Novel CMKLR1 Inhibitors for Application in Demyelinating Disease

Small molecules that disrupt leukocyte trafficking have proven effective in treating patients with multiple sclerosis (MS). We previously reported that chemerin receptor chemokine-like receptor 1 (CMKLR1) is required for maximal clinical and histological experimental autoimmune encephalomyelitis (EAE); and identified CMKLR1 small molecule antagonist 2-(α-naphthoyl) ethyltrimethylammonium iodide (α-NETA) that significantly suppressed disease onset in vivo.
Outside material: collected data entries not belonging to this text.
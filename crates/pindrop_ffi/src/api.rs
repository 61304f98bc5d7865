//! FFI use-case API for host-facing calls.
//!
//! # Responsibility
//! - Expose stable, use-case-level functions to the host UI.
//! - Compose the object graph (connection, repository, view-model) per call
//!   at the process boundary.
//!
//! # Invariants
//! - Exported functions must not panic across the FFI boundary.
//! - Responses are plain envelopes; observable state and one-shot signals
//!   are drained into them before returning.

use pindrop_core::db::open_db;
use pindrop_core::{
    core_version as core_version_inner, init_logging as init_logging_inner, ping as ping_inner,
    ListSignal, LocalReminderRepository, ReminderDataSource, ReminderItem, RemindersListViewModel,
    SaveReminderViewModel, SaveSignal,
};
use std::path::PathBuf;
use std::sync::{Arc, OnceLock};
use uuid::Uuid;

const DB_FILE_NAME: &str = "pindrop.sqlite3";
static DB_PATH: OnceLock<PathBuf> = OnceLock::new();

/// Minimal health-check API for host smoke integration.
///
/// # FFI contract
/// - Sync call, non-blocking.
/// - Never throws; always returns a UTF-8 string.
#[flutter_rust_bridge::frb(sync)]
pub fn ping() -> String {
    ping_inner().to_owned()
}

/// Reports the core crate version through FFI.
///
/// # FFI contract
/// - Sync call, non-blocking.
/// - Never throws; always returns a UTF-8 string.
#[flutter_rust_bridge::frb(sync)]
pub fn core_version() -> String {
    core_version_inner().to_owned()
}

/// Starts Rust core logging once per process.
///
/// Input semantics:
/// - `level`: one of `trace|debug|info|warn|error` (case-insensitive).
/// - `log_dir`: absolute directory path where rolling logs are written.
///
/// # FFI contract
/// - Sync call; may perform small file-system setup work.
/// - Safe to call repeatedly with the same `level + log_dir` (idempotent).
/// - Never panics; returns empty string on success and error message on
///   failure.
#[flutter_rust_bridge::frb(sync)]
pub fn init_logging(level: String, log_dir: String) -> String {
    match init_logging_inner(level.as_str(), log_dir.as_str()) {
        Ok(()) => String::new(),
        Err(err) => err,
    }
}

/// Display row for the reminder list screen.
#[derive(Debug, Clone, PartialEq)]
pub struct ReminderListItem {
    /// Stable reminder id in string form.
    pub id: String,
    pub title: Option<String>,
    pub description: Option<String>,
    pub location: Option<String>,
    pub latitude: Option<f64>,
    pub longitude: Option<f64>,
}

/// Response envelope for the list screen flow.
#[derive(Debug, Clone, PartialEq)]
pub struct ReminderListResponse {
    pub items: Vec<ReminderListItem>,
    /// Empty-state flag the list screen renders.
    pub no_data: bool,
    /// Human-readable response message for diagnostics/snackbar.
    pub message: String,
}

/// Generic action response envelope for reminder mutations.
#[derive(Debug, Clone, PartialEq)]
pub struct ReminderActionResponse {
    pub ok: bool,
    /// Id of the reminder the action produced or touched.
    pub reminder_id: Option<String>,
    /// Human-readable response message for diagnostics/UI.
    pub message: String,
}

impl ReminderActionResponse {
    fn success(message: impl Into<String>, reminder_id: String) -> Self {
        Self {
            ok: true,
            reminder_id: Some(reminder_id),
            message: message.into(),
        }
    }

    fn failure(message: impl Into<String>) -> Self {
        Self {
            ok: false,
            reminder_id: None,
            message: message.into(),
        }
    }
}

/// Response envelope for a single-reminder lookup.
#[derive(Debug, Clone, PartialEq)]
pub struct ReminderDetailResponse {
    pub ok: bool,
    pub item: Option<ReminderListItem>,
    pub message: String,
}

/// Loads all reminders for the list screen.
///
/// # FFI contract
/// - Async call, DB-backed execution.
/// - Never panics; read failures arrive in `message` with `no_data = true`.
pub async fn list_reminders() -> ReminderListResponse {
    let repository = match open_repository() {
        Ok(repository) => repository,
        Err(message) => {
            return ReminderListResponse {
                items: Vec::new(),
                no_data: true,
                message,
            }
        }
    };

    let (view_model, mut signals) = RemindersListViewModel::new(repository);
    view_model.load_reminders().await;

    let items: Vec<ReminderListItem> = view_model
        .reminders()
        .borrow()
        .iter()
        .cloned()
        .map(to_list_item)
        .collect();
    let no_data = *view_model.show_no_data().borrow();
    let message = match signals.try_recv() {
        Ok(ListSignal::ShowSnackbar(text)) => text,
        Err(_) => {
            if items.is_empty() {
                "No reminders.".to_string()
            } else {
                format!("Found {} reminder(s).", items.len())
            }
        }
    };

    ReminderListResponse {
        items,
        no_data,
        message,
    }
}

/// Validates and saves a reminder candidate from the save screen.
///
/// # FFI contract
/// - Async call, DB-backed execution.
/// - Never panics; validation and write failures arrive as `ok = false`
///   with the message the screen shows.
pub async fn save_reminder(
    title: Option<String>,
    description: Option<String>,
    location: Option<String>,
    latitude: Option<f64>,
    longitude: Option<f64>,
) -> ReminderActionResponse {
    let repository = match open_repository() {
        Ok(repository) => repository,
        Err(message) => return ReminderActionResponse::failure(message),
    };

    let (view_model, mut signals) = SaveReminderViewModel::new(repository);
    let item = ReminderItem::new(title, description, location, latitude, longitude);
    let reminder_id = item.id.to_string();
    view_model.save_reminder(item).await;

    match signals.try_recv() {
        Ok(SaveSignal::ShowToast(text)) => ReminderActionResponse::success(text, reminder_id),
        Ok(SaveSignal::ShowFieldError(field)) => {
            ReminderActionResponse::failure(field.to_string())
        }
        Ok(SaveSignal::ShowSaveError(text)) => ReminderActionResponse::failure(text),
        Ok(SaveSignal::NavigateBack) | Err(_) => {
            ReminderActionResponse::failure("save_reminder produced no outcome")
        }
    }
}

/// Fetches one reminder by id.
///
/// The host's geofence-trigger callback uses this to resolve the reminder it
/// must render as a notification.
///
/// # FFI contract
/// - Async call, DB-backed execution.
/// - Never panics; unknown and malformed ids both report the stable
///   not-found message.
pub async fn get_reminder(id: String) -> ReminderDetailResponse {
    let repository = match open_repository() {
        Ok(repository) => repository,
        Err(message) => {
            return ReminderDetailResponse {
                ok: false,
                item: None,
                message,
            }
        }
    };

    let parsed = match Uuid::parse_str(id.trim()) {
        Ok(parsed) => parsed,
        Err(_) => {
            return ReminderDetailResponse {
                ok: false,
                item: None,
                message: pindrop_core::DataError::NotFound.to_string(),
            }
        }
    };

    match repository.get_reminder(parsed).await {
        Ok(reminder) => ReminderDetailResponse {
            ok: true,
            item: Some(to_list_item(ReminderItem::from(reminder))),
            message: String::new(),
        },
        Err(err) => ReminderDetailResponse {
            ok: false,
            item: None,
            message: err.to_string(),
        },
    }
}

/// Clears all stored reminders.
///
/// # FFI contract
/// - Async call, DB-backed execution.
/// - Never panics.
pub async fn delete_all_reminders() -> ReminderActionResponse {
    let repository = match open_repository() {
        Ok(repository) => repository,
        Err(message) => return ReminderActionResponse::failure(message),
    };

    match repository.delete_all_reminders().await {
        Ok(()) => ReminderActionResponse {
            ok: true,
            reminder_id: None,
            message: "All reminders cleared.".to_string(),
        },
        Err(err) => ReminderActionResponse::failure(err.to_string()),
    }
}

fn open_repository() -> Result<Arc<LocalReminderRepository>, String> {
    let db_path = resolve_db_path();
    let conn = open_db(&db_path).map_err(|err| {
        log::error!("event=ffi_open module=ffi status=error error={err}");
        format!("reminder DB open failed: {err}")
    })?;
    let repository = LocalReminderRepository::try_new(conn).map_err(|err| {
        log::error!("event=ffi_open module=ffi status=error error={err}");
        format!("reminder store init failed: {err}")
    })?;
    Ok(Arc::new(repository))
}

fn resolve_db_path() -> PathBuf {
    DB_PATH
        .get_or_init(|| {
            if let Ok(raw) = std::env::var("PINDROP_DB_PATH") {
                let trimmed = raw.trim();
                if !trimmed.is_empty() {
                    return PathBuf::from(trimmed);
                }
            }
            std::env::temp_dir().join(DB_FILE_NAME)
        })
        .clone()
}

fn to_list_item(item: ReminderItem) -> ReminderListItem {
    ReminderListItem {
        id: item.id.to_string(),
        title: item.title,
        description: item.description,
        location: item.location,
        latitude: item.latitude,
        longitude: item.longitude,
    }
}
Here we directly compared α-NETA versus FDA-approved MS drug Tecfidera for clinical efficacy in EAE; characterized key safety/toxicity parameters for α-NETA; identified structure-activity relationships among α-NETA domains and CMKLR1 inhibition; and evaluated improved α-NETA analogs for in vivo efficacy. α-NETA proved safe and superior to Tecfidera in suppressing clinical EAE. In addition, we discovered structurally differentiated α-NETA analogs (primarily ortho- or para-methoxy substitutions) with significantly improved target potency in vitro and improved efficacy in vivo. These findings suggest that α-NETA-based CMKLR1 inhibitors may prove safe and effective in treating demyelinating diseases and potentially other autoimmune disorders.